Interaksi pesisir dan laut dapat dilihat pada tanaman mangrove, lamun dan terumbu karang. Mangrove dapat ditanam dan tumbuh pada jenis pantai yang berlumpur. Tanaman ini dapat mengendapkan nutrient ke arah laut dan menyaring air. Lalu bergeser ke arah laut, terdapat lamun yang berbentuk seperti kumpulan rerumputan yang ada di bawah air laut. Lamun dapat mengendapkan sedimen dan menyaring air menjadi lebih jernih. Kemudian yang terakhir merupakan terumbu karang yang hidup di perairan yang jernih dan kaya akan nutrient.
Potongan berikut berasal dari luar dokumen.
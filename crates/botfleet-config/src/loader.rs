// SPDX-FileCopyrightText: 2026 Botfleet Contributors
// SPDX-License-Identifier: MIT OR Apache-2.0

//! Configuration loader using Figment for layered config merging.
//!
//! Supports XDG hierarchy: `./botfleet.toml` > `~/.config/botfleet/botfleet.toml` > `/etc/botfleet/botfleet.toml`
//! with environment variable overrides via `BOTFLEET_` prefix.

#![allow(clippy::result_large_err)] // figment::Error is external and cannot be boxed without wrapper

use std::path::Path;

use figment::{
    providers::{Env, Format, Serialized, Toml},
    Figment,
};

use crate::model::BotfleetConfig;

/// Load configuration from the standard XDG hierarchy with env var overrides.
///
/// Merge order (later overrides earlier):
/// 1. Compiled defaults
/// 2. `/etc/botfleet/botfleet.toml` (system-wide)
/// 3. `~/.config/botfleet/botfleet.toml` (user XDG config)
/// 4. `./botfleet.toml` (local directory)
/// 5. `BOTFLEET_*` environment variables
pub fn load_config() -> Result<BotfleetConfig, figment::Error> {
    build_figment().extract()
}

/// Load configuration from a specific TOML string only (no XDG lookup).
///
/// Used by tests and anywhere a caller already holds the TOML content.
pub fn load_config_from_str(toml_content: &str) -> Result<BotfleetConfig, figment::Error> {
    Figment::new()
        .merge(Serialized::defaults(BotfleetConfig::default()))
        .merge(Toml::string(toml_content))
        .extract()
}

/// Load configuration from a specific file path with env var overrides.
pub fn load_config_from_path(path: &Path) -> Result<BotfleetConfig, figment::Error> {
    Figment::new()
        .merge(Serialized::defaults(BotfleetConfig::default()))
        .merge(Toml::file(path))
        .merge(env_provider())
        .extract()
}

/// Build the Figment used internally for config loading (exposed for diagnostic use).
///
/// Returns the Figment before extraction so callers can inspect metadata.
pub fn build_figment() -> Figment {
    Figment::new()
        .merge(Serialized::defaults(BotfleetConfig::default()))
        .merge(Toml::file("/etc/botfleet/botfleet.toml"))
        .merge(Toml::file(
            dirs::config_dir()
                .map(|d| d.join("botfleet/botfleet.toml"))
                .unwrap_or_default(),
        ))
        .merge(Toml::file("botfleet.toml"))
        .merge(env_provider())
}

/// Create the environment variable provider using explicit `map()` for section-to-dot mapping.
///
/// CRITICAL: Uses `Env::map()` NOT `Env::split("_")` to avoid ambiguity with
/// underscore-containing key names. For example, `BOTFLEET_GATEWAY_BIND_ADDRESS` must
/// map to `gateway.bind_address`, not `gateway.bind.address`.
fn env_provider() -> Env {
    Env::prefixed("BOTFLEET_").map(|key| {
        // `key` is the lowercased env var name with prefix stripped.
        // Example: BOTFLEET_GATEWAY_BIND_ADDRESS -> "gateway_bind_address"
        let key_str = key.as_str();
        let mapped = key_str
            .replacen("gateway_", "gateway.", 1)
            .replacen("storage_", "storage.", 1)
            .replacen("encryption_", "encryption.", 1)
            .replacen("cache_", "cache.", 1)
            .replacen("dedup_", "dedup.", 1)
            .replacen("queue_", "queue.", 1)
            .replacen("telegram_", "telegram.", 1)
            .replacen("metrics_", "metrics.", 1)
            .replacen("log_", "log.", 1);
        mapped.into()
    })
}

#[cfg(test)]
mod tests {
    use super::*;

    #[test]
    fn env_overrides_file_values() {
        figment::Jail::expect_with(|jail| {
            jail.create_file(
                "botfleet.toml",
                r#"
[gateway]
port = 9000
"#,
            )?;
            jail.set_env("BOTFLEET_GATEWAY_PORT", "9443");
            jail.set_env("BOTFLEET_QUEUE_MAX_ATTEMPTS", "5");

            let config: BotfleetConfig = Figment::new()
                .merge(Serialized::defaults(BotfleetConfig::default()))
                .merge(Toml::file("botfleet.toml"))
                .merge(env_provider())
                .extract()?;

            assert_eq!(config.gateway.port, 9443);
            assert_eq!(config.queue.max_attempts, 5);
            Ok(())
        });
    }

    #[test]
    fn env_keys_with_underscores_map_to_sections() {
        figment::Jail::expect_with(|jail| {
            jail.set_env("BOTFLEET_GATEWAY_PUBLIC_BASE_URL", "https://hooks.example.com");
            jail.set_env("BOTFLEET_STORAGE_DATABASE_PATH", "/var/lib/botfleet/db.sqlite");
            jail.set_env("BOTFLEET_ENVIRONMENT", "staging");

            let config: BotfleetConfig = Figment::new()
                .merge(Serialized::defaults(BotfleetConfig::default()))
                .merge(env_provider())
                .extract()?;

            assert_eq!(config.gateway.public_base_url, "https://hooks.example.com");
            assert_eq!(config.storage.database_path, "/var/lib/botfleet/db.sqlite");
            assert_eq!(config.environment.to_string(), "staging");
            Ok(())
        });
    }

    #[test]
    fn string_loader_applies_defaults() {
        let config = load_config_from_str("[cache]\nttl_secs = 60").unwrap();
        assert_eq!(config.cache.ttl_secs, 60);
        // Untouched sections keep compiled defaults.
        assert_eq!(config.queue.max_attempts, 3);
    }
}
// SPDX-FileCopyrightText: 2026 Botfleet Contributors
// SPDX-License-Identifier: MIT OR Apache-2.0

//! Domain model types for storage entities.
//!
//! The canonical types are defined in `botfleet-core::types` for use across
//! crate boundaries. This module re-exports them for convenience within the
//! storage crate.

pub use botfleet_core::types::{Bot, BotStatus, Platform, Prompt, QueueEntry};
Ketiga ekosistem ini dapat menahan gelombang laut yang datang ke daratan. Sehingga apabila salah satu dari ketiga ekosistem ini rusak maka akan berdampak pada tingginya gelombang laut yang datang. Oleh karena itu, pengelolaan wilayah pesisir sangat penting untuk dilakukan dalam rangka melindungi, mengonservasi, merehabilitasi, memanfaatkan dan memperkaya sumber daya pesisir serta sistem ekologisnya secara berkelanjutan dan terjaga kelestariannya.

Perlu diketahui oleh masyarakat bahwa terdapat Garis Sempadan Pantai yang merupakan batas wilayah pantai yang tidak boleh dimanfaatkan untuk lahan budidaya atau untuk didirikan bangunan. Sempadan Pantai ini lebarnya proporsional sesuai dengan bentuk fisik pantai dengan jarak 100meter dari titik pasang tertinggi ke arah darat. Selengkapnya tentang aturan batas sempadan pantai telah tertuang pada Undang-Undang No.27/2007 tentang Pengelolaan Wilayah Pesisir dan Pulau-Pulau Kecil (PWP3K). Dengan adanya pengelolaan wilayah pesisir ini maka akan meminimalisir dampak bencana pesisir seperti, abrasi, tsunami, banjir rob ataupun gumuk pasir.

Wisnu Arya Gemilang, S.T., M.T. selaku narasumber kedua dari Kementerian Kelautan dan Perikanan RI menyampaikan upaya mitigasi bencana pesisir yang dapat dilakukan oleh masyarakat yang berada di pesisir salah satunya adalah abrasi. Abrasi yang merupakan proses alam berupa pengikisan tanah di daerah pesisir pantai yang disebabkan oleh ombak dan arus laut yang sifatnya merusak ini disebabkan oleh 2 faktor yakni faktor alam dan faktor manusia.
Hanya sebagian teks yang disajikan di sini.